(Records from a data source)
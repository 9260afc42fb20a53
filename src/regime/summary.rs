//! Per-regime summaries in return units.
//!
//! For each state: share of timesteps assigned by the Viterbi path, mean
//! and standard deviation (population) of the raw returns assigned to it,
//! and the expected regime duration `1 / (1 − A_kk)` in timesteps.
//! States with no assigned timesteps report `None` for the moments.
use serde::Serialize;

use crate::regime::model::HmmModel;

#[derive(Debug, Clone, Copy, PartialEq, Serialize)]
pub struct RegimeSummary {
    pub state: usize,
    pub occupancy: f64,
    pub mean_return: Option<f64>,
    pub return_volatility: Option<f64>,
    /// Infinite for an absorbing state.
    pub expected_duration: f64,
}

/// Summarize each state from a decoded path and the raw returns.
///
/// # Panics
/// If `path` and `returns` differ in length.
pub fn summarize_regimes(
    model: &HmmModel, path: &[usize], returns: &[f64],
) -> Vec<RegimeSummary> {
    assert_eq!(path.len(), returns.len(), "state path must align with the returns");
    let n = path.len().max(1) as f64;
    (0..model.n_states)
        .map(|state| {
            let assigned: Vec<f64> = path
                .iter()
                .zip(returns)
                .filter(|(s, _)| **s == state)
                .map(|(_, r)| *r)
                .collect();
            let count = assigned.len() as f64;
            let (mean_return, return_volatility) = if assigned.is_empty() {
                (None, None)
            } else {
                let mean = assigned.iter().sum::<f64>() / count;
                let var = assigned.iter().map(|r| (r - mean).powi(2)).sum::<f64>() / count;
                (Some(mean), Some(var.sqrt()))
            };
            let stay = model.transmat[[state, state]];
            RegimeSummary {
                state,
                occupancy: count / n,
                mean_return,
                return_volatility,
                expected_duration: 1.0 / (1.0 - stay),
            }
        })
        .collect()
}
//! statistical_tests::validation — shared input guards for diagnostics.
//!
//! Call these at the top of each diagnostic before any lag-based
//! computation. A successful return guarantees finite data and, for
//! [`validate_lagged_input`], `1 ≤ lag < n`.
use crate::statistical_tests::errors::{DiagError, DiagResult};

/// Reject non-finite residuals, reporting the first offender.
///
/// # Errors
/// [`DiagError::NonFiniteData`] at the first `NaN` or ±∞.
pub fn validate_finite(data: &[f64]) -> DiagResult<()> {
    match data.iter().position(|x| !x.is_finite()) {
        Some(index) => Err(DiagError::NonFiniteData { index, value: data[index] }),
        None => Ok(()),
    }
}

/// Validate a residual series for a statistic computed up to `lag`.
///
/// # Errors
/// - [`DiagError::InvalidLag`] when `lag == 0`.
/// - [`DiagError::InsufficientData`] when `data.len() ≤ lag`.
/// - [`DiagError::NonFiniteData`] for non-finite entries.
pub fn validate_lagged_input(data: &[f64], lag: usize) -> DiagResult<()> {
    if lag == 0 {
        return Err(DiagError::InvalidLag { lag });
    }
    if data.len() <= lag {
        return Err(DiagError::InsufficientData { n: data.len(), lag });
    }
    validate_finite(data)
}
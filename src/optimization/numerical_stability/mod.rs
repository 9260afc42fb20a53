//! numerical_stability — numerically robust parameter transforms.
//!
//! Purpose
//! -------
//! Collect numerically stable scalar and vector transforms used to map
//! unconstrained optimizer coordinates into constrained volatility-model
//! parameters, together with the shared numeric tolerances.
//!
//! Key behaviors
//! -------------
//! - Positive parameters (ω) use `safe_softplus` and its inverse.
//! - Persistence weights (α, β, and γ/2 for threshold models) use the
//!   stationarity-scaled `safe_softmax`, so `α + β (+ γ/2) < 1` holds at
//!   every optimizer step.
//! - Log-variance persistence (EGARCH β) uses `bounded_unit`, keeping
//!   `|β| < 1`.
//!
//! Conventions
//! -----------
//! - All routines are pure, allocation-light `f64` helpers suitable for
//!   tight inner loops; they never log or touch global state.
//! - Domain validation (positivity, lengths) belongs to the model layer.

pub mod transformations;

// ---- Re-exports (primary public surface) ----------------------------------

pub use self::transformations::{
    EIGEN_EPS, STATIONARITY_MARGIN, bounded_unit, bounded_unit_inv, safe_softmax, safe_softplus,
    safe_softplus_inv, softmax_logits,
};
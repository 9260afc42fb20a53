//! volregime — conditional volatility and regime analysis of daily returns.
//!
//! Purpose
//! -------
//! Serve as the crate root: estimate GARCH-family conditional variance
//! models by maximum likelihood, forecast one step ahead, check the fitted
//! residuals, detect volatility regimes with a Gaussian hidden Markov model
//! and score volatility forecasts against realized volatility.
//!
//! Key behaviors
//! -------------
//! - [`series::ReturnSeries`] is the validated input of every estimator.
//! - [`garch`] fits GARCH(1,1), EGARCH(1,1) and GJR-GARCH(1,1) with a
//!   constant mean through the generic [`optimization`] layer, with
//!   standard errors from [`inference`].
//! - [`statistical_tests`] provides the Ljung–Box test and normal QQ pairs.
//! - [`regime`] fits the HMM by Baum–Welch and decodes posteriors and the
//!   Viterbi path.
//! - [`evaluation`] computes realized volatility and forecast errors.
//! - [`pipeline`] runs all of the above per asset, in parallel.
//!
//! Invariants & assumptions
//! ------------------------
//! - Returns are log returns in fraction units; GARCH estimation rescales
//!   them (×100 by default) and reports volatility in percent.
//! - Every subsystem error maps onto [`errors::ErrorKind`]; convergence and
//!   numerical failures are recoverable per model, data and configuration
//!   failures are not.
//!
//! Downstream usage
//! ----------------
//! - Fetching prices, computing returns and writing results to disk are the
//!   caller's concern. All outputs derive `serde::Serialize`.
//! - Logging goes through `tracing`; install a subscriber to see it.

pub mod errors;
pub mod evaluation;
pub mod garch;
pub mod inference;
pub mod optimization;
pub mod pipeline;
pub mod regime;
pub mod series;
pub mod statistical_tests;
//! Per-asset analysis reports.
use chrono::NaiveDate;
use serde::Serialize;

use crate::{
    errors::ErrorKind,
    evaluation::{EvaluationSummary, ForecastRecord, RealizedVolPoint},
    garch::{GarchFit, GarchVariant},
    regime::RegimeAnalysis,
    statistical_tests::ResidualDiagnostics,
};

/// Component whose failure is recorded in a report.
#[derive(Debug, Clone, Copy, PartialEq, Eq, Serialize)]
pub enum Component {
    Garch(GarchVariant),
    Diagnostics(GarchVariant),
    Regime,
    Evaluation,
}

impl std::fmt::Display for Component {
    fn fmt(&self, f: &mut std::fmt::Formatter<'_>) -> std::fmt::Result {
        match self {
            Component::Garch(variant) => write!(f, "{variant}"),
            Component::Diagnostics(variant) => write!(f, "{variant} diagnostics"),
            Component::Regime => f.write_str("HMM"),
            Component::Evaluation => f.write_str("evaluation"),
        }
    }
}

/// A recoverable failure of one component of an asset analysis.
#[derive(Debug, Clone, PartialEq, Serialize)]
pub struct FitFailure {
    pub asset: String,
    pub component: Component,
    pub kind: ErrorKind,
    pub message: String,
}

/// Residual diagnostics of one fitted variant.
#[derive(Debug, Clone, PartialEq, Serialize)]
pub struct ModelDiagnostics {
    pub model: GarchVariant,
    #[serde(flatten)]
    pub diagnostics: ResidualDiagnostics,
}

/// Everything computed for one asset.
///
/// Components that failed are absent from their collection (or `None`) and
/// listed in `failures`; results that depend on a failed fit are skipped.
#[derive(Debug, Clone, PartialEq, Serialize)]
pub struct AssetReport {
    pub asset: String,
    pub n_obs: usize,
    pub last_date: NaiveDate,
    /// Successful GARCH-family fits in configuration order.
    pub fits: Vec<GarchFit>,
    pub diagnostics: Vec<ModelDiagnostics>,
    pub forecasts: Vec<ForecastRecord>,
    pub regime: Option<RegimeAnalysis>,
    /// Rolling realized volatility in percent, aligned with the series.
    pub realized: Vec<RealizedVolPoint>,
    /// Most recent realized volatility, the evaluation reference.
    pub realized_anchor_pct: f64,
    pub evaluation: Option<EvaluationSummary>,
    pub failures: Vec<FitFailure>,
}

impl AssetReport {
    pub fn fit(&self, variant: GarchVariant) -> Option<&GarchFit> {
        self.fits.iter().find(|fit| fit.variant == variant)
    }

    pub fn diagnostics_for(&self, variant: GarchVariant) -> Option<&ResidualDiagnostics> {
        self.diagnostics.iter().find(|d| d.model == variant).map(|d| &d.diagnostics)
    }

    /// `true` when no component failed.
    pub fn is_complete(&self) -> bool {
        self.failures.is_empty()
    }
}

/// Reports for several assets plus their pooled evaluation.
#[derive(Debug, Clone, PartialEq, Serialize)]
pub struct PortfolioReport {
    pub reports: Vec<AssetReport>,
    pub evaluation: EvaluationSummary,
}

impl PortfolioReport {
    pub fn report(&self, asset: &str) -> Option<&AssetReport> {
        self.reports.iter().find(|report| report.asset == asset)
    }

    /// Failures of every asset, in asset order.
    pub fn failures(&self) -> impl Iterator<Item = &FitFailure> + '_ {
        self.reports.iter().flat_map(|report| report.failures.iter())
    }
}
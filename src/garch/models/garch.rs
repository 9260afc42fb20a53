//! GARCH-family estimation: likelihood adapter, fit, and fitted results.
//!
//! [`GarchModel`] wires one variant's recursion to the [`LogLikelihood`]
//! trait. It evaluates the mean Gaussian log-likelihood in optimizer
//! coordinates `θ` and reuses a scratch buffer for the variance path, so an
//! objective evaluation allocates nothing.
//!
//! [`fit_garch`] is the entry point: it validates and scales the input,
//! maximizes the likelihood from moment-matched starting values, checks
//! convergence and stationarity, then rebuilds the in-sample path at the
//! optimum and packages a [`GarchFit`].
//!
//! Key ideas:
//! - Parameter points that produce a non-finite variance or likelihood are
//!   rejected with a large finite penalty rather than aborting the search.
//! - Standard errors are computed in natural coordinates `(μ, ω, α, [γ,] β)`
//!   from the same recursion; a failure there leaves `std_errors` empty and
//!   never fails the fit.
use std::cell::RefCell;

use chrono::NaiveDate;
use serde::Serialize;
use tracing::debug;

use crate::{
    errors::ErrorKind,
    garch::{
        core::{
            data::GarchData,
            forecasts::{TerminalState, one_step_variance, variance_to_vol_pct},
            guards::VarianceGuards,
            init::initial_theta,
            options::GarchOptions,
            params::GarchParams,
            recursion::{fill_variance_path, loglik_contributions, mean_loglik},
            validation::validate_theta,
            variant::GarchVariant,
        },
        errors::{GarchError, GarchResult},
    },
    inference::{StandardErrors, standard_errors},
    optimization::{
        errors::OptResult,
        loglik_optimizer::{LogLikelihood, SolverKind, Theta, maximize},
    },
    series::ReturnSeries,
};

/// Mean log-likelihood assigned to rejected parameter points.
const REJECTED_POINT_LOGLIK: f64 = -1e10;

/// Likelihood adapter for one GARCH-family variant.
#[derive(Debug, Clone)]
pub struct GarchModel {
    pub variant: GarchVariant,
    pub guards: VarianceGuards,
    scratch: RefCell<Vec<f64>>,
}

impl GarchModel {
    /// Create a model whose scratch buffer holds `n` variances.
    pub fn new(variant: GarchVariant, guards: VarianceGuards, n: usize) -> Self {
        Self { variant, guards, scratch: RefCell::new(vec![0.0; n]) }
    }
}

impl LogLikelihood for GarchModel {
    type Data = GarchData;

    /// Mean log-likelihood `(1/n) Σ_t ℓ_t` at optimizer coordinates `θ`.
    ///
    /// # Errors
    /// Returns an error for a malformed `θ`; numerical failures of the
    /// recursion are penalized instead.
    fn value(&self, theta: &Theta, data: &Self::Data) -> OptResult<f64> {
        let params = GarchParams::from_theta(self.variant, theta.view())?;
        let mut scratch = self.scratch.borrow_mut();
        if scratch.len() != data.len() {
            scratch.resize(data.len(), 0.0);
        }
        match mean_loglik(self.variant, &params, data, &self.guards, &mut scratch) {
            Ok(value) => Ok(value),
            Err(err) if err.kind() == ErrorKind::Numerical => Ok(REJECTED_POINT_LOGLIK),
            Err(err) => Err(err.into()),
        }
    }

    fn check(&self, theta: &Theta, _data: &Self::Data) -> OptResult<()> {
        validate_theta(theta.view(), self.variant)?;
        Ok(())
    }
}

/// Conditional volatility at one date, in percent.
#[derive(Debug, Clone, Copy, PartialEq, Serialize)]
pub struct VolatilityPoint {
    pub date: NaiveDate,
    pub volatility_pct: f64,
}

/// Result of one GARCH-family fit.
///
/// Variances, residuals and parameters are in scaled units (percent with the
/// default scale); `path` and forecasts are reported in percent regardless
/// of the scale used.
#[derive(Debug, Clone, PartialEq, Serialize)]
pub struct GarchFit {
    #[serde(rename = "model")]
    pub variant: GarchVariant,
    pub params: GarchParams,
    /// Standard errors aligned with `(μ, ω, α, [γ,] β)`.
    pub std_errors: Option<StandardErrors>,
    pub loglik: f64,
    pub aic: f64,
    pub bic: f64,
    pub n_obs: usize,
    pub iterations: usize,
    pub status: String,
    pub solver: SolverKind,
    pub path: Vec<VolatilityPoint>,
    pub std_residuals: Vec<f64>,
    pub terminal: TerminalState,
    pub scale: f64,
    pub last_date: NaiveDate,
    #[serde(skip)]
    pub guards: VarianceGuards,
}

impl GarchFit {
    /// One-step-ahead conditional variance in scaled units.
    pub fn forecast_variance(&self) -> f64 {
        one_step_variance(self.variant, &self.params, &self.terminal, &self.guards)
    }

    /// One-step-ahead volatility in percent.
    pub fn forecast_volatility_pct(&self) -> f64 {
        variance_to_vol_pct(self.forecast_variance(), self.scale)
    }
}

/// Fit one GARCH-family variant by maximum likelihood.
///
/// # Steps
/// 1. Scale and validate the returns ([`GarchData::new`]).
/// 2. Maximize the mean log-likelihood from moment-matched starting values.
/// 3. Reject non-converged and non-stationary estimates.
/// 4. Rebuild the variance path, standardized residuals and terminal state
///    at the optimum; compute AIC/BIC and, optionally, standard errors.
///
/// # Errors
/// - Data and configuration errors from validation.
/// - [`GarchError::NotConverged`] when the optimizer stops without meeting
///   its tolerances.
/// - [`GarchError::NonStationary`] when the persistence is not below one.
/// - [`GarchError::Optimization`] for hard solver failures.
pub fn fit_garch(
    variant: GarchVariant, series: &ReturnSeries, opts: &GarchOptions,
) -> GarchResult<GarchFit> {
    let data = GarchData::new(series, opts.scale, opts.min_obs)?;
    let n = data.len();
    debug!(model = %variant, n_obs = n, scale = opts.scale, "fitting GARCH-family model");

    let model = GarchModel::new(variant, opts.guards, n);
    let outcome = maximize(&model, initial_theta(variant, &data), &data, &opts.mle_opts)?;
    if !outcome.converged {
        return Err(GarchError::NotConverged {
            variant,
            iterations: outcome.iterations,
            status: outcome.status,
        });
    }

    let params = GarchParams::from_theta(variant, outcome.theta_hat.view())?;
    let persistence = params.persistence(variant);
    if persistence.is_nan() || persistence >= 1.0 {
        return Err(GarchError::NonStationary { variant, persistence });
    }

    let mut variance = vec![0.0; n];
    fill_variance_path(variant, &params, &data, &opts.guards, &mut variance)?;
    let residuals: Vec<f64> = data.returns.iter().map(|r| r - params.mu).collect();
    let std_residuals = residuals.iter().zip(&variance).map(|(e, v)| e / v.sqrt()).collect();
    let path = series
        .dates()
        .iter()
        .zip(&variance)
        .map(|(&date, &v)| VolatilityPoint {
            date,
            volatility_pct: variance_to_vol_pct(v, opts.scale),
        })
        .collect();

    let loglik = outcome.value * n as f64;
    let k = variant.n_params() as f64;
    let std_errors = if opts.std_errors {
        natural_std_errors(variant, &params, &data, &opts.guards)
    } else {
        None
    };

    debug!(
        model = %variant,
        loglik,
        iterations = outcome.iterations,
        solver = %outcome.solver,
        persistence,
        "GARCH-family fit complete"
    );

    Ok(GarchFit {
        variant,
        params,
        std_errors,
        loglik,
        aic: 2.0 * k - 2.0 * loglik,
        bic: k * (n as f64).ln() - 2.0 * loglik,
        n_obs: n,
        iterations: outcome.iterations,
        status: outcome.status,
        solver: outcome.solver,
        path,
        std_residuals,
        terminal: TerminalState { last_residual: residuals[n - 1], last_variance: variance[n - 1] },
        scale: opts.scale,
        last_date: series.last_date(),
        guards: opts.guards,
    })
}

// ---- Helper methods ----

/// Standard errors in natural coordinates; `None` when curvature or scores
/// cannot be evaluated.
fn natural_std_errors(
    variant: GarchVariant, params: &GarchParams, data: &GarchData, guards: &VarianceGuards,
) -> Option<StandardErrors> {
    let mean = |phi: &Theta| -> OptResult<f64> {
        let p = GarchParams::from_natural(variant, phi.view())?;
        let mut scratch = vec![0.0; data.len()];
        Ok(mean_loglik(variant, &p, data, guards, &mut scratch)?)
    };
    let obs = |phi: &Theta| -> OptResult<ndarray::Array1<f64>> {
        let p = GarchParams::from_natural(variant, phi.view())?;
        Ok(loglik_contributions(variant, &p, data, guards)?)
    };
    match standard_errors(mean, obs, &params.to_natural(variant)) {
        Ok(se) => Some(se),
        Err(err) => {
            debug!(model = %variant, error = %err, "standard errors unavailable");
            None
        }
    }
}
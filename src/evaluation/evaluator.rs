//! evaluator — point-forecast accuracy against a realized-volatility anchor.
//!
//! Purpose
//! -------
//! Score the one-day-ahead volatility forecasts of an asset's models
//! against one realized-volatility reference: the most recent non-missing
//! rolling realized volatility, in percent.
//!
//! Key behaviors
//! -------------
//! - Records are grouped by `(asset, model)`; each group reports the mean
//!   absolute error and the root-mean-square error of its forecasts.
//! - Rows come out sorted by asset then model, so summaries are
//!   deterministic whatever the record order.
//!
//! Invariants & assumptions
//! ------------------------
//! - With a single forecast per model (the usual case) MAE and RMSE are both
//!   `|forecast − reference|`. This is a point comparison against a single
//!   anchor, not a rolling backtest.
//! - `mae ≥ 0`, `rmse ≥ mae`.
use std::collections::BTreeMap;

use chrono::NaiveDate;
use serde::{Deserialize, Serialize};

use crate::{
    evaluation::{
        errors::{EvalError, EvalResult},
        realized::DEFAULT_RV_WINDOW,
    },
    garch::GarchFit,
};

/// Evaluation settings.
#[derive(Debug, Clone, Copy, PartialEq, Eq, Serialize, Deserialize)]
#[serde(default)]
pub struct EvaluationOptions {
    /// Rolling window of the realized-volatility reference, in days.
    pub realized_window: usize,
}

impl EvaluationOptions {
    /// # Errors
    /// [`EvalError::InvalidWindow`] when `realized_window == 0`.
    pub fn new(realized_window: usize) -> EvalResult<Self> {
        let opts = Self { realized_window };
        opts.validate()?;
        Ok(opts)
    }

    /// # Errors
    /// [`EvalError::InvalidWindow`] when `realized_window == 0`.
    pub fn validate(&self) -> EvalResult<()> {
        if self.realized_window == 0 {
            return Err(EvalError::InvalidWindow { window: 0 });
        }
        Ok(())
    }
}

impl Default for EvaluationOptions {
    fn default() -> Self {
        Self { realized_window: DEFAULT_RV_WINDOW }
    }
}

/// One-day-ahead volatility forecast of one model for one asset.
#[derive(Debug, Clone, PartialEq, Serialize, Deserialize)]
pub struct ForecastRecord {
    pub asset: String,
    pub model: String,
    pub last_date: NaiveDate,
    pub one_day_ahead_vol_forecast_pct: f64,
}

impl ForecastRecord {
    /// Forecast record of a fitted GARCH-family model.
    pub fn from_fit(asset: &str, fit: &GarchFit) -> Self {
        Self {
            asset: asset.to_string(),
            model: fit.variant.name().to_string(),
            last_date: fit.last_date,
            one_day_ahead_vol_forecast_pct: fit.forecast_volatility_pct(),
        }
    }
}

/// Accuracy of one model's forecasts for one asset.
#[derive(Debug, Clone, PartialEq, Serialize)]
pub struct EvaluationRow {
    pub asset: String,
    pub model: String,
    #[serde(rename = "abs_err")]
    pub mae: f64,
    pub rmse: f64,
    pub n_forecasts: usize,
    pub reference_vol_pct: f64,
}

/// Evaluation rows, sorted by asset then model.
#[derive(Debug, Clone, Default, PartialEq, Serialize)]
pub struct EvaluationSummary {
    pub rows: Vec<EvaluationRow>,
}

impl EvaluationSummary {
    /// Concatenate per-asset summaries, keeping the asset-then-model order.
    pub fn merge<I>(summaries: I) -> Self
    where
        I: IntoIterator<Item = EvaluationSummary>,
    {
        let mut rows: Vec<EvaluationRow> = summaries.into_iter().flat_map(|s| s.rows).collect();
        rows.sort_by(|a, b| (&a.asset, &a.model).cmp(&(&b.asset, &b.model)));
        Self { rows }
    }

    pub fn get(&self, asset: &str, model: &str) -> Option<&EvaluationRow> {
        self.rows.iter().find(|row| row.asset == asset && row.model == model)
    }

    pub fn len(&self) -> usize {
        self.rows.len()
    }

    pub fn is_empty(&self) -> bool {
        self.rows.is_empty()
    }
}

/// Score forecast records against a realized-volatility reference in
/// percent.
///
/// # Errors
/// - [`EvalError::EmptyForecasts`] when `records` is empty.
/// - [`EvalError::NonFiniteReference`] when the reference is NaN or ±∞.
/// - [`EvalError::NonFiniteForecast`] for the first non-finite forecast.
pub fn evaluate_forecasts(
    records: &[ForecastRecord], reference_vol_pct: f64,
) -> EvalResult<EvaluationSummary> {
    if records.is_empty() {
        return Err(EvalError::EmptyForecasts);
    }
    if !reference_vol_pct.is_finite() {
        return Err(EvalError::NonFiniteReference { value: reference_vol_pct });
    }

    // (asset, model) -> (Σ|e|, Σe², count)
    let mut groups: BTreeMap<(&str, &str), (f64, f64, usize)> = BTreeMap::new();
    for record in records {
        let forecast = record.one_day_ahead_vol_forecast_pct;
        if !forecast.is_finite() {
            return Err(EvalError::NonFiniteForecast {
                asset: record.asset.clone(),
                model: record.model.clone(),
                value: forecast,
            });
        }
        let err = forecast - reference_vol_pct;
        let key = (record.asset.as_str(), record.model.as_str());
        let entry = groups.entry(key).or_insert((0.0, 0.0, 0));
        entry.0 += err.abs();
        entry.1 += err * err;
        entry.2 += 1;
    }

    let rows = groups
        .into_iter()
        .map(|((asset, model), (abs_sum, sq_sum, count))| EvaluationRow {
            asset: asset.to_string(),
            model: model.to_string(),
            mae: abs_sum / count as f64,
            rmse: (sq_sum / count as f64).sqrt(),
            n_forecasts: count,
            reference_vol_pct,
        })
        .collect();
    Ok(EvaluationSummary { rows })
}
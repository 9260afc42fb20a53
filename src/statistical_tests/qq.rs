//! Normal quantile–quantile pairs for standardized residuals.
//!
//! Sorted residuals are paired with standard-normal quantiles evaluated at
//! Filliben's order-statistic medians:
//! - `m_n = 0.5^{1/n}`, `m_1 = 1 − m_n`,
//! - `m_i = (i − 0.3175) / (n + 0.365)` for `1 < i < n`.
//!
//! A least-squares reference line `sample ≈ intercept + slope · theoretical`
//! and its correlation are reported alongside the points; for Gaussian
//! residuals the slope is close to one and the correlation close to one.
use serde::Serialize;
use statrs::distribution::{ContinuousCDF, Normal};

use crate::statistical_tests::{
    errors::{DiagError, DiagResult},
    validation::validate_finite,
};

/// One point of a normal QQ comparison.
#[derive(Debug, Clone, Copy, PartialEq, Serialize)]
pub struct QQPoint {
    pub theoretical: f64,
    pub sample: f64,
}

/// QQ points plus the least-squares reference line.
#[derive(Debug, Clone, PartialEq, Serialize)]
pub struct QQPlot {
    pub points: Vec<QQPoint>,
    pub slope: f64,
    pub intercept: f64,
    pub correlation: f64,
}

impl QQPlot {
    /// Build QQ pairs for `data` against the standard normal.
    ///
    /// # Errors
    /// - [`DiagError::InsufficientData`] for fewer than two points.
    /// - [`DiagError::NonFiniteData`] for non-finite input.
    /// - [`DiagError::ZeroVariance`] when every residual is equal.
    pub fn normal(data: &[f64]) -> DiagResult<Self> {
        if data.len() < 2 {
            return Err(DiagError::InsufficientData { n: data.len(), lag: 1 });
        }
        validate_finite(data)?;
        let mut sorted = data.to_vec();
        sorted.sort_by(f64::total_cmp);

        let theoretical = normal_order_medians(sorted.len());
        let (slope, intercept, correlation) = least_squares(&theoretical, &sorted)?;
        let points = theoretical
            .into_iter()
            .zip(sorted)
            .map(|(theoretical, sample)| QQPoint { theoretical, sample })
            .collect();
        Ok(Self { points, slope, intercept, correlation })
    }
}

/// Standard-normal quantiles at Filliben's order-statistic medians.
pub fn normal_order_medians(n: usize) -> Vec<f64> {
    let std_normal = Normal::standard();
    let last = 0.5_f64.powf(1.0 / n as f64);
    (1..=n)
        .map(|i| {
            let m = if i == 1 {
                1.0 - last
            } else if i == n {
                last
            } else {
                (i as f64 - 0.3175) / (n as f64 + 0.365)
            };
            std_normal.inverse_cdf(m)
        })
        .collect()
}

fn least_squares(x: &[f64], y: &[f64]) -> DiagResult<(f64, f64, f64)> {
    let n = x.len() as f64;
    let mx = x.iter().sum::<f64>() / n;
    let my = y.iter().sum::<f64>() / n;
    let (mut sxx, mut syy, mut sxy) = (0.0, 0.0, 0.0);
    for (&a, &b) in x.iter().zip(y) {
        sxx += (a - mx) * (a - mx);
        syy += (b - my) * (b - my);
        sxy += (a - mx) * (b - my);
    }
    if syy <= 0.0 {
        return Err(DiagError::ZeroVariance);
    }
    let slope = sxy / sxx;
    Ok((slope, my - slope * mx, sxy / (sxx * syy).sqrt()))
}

## Prompt
Within the records, how many lines include "intercept"? The answer is the number and nothing else.

## Solution for this problem
4